== Segment start ==
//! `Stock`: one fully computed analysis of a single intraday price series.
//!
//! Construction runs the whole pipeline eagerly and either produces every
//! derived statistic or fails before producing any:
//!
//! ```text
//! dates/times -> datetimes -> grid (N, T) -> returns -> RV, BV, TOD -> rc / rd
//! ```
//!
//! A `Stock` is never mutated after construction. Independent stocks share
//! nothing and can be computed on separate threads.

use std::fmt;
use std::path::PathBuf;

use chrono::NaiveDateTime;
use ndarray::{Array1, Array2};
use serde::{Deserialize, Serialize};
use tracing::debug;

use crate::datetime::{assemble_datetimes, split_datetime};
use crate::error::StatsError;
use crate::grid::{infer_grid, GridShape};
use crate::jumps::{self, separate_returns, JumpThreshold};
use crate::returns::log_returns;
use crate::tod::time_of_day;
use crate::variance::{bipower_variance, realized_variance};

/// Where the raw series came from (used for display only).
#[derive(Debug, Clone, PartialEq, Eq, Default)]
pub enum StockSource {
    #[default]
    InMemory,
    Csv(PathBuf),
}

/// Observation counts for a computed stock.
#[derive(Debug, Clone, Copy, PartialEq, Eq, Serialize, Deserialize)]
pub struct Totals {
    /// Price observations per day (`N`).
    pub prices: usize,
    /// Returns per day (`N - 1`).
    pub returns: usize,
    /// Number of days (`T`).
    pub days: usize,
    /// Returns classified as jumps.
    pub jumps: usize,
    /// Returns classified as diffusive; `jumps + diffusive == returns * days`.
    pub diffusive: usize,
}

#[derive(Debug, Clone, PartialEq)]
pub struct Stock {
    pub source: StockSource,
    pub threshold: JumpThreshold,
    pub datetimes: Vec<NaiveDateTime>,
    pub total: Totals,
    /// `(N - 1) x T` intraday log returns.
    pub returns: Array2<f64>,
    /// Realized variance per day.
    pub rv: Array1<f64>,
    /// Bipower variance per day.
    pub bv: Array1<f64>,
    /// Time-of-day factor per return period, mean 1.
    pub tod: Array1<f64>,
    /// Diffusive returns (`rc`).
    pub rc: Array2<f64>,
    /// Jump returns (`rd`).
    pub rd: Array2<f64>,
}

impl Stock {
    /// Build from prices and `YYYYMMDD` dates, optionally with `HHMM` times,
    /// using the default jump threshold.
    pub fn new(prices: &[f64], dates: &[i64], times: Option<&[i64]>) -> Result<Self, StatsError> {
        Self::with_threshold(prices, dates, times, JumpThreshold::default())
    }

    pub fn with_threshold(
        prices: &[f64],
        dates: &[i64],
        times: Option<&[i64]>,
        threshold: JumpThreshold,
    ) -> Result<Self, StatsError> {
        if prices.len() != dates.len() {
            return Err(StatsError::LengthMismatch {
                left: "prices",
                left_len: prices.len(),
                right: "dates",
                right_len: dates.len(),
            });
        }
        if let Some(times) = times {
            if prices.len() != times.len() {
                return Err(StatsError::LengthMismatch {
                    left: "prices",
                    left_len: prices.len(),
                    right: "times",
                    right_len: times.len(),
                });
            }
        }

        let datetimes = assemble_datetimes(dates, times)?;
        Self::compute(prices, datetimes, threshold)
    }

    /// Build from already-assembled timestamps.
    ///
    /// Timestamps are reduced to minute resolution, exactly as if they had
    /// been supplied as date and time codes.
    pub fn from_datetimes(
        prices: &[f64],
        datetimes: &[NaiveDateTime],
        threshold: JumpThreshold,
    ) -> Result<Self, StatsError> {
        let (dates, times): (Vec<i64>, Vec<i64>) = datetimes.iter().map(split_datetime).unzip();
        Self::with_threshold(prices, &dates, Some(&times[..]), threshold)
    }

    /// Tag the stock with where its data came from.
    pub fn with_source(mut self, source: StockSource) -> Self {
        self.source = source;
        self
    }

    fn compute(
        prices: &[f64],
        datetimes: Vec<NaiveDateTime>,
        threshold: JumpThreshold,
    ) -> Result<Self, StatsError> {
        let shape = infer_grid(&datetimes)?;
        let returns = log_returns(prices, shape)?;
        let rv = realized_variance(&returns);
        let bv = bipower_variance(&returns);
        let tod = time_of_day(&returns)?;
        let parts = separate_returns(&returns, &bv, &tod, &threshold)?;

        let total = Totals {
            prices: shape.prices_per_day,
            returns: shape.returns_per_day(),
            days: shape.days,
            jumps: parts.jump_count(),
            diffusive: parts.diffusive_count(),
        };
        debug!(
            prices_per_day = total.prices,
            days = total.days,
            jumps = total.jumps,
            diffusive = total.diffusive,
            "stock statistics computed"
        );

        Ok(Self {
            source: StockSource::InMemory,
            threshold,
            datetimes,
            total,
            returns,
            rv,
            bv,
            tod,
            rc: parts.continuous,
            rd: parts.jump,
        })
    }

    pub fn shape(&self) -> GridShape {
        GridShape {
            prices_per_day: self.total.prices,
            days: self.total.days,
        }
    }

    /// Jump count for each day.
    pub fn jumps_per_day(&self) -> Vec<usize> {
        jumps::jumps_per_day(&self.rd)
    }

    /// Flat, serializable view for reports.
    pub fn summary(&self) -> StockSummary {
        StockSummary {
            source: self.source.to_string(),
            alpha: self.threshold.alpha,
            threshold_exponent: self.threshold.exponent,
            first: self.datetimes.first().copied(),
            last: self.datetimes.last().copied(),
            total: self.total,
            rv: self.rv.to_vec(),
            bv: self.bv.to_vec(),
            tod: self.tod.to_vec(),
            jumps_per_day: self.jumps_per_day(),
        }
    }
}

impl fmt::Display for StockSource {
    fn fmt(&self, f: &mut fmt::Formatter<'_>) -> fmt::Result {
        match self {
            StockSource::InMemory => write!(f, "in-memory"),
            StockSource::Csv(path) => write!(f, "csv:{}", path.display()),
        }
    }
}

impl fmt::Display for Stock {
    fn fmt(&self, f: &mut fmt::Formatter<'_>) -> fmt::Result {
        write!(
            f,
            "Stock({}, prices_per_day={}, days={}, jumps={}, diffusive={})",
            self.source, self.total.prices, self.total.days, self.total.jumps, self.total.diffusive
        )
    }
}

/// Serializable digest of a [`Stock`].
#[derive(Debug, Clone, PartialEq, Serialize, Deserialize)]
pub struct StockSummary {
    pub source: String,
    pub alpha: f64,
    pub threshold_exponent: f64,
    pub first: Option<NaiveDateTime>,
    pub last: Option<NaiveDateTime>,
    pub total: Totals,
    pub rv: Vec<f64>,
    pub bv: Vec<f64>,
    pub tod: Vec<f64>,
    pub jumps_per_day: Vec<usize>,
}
== Segment end ==
- [Task directions] From the first line of the records above down to the line containing "use crate::tod::time_of_day;", repeat each line exactly as written. Include both of those lines and add nothing.

- [Solution below]
//! `Stock`: one fully computed analysis of a single intraday price series.
//!
//! Construction runs the whole pipeline eagerly and either produces every
//! derived statistic or fails before producing any:
//!
//! ```text
//! dates/times -> datetimes -> grid (N, T) -> returns -> RV, BV, TOD -> rc / rd
//! ```
//!
//! A `Stock` is never mutated after construction. Independent stocks share
//! nothing and can be computed on separate threads.

use std::fmt;
use std::path::PathBuf;

use chrono::NaiveDateTime;
use ndarray::{Array1, Array2};
use serde::{Deserialize, Serialize};
use tracing::debug;

use crate::datetime::{assemble_datetimes, split_datetime};
use crate::error::StatsError;
use crate::grid::{infer_grid, GridShape};
use crate::jumps::{self, separate_returns, JumpThreshold};
use crate::returns::log_returns;
use crate::tod::time_of_day;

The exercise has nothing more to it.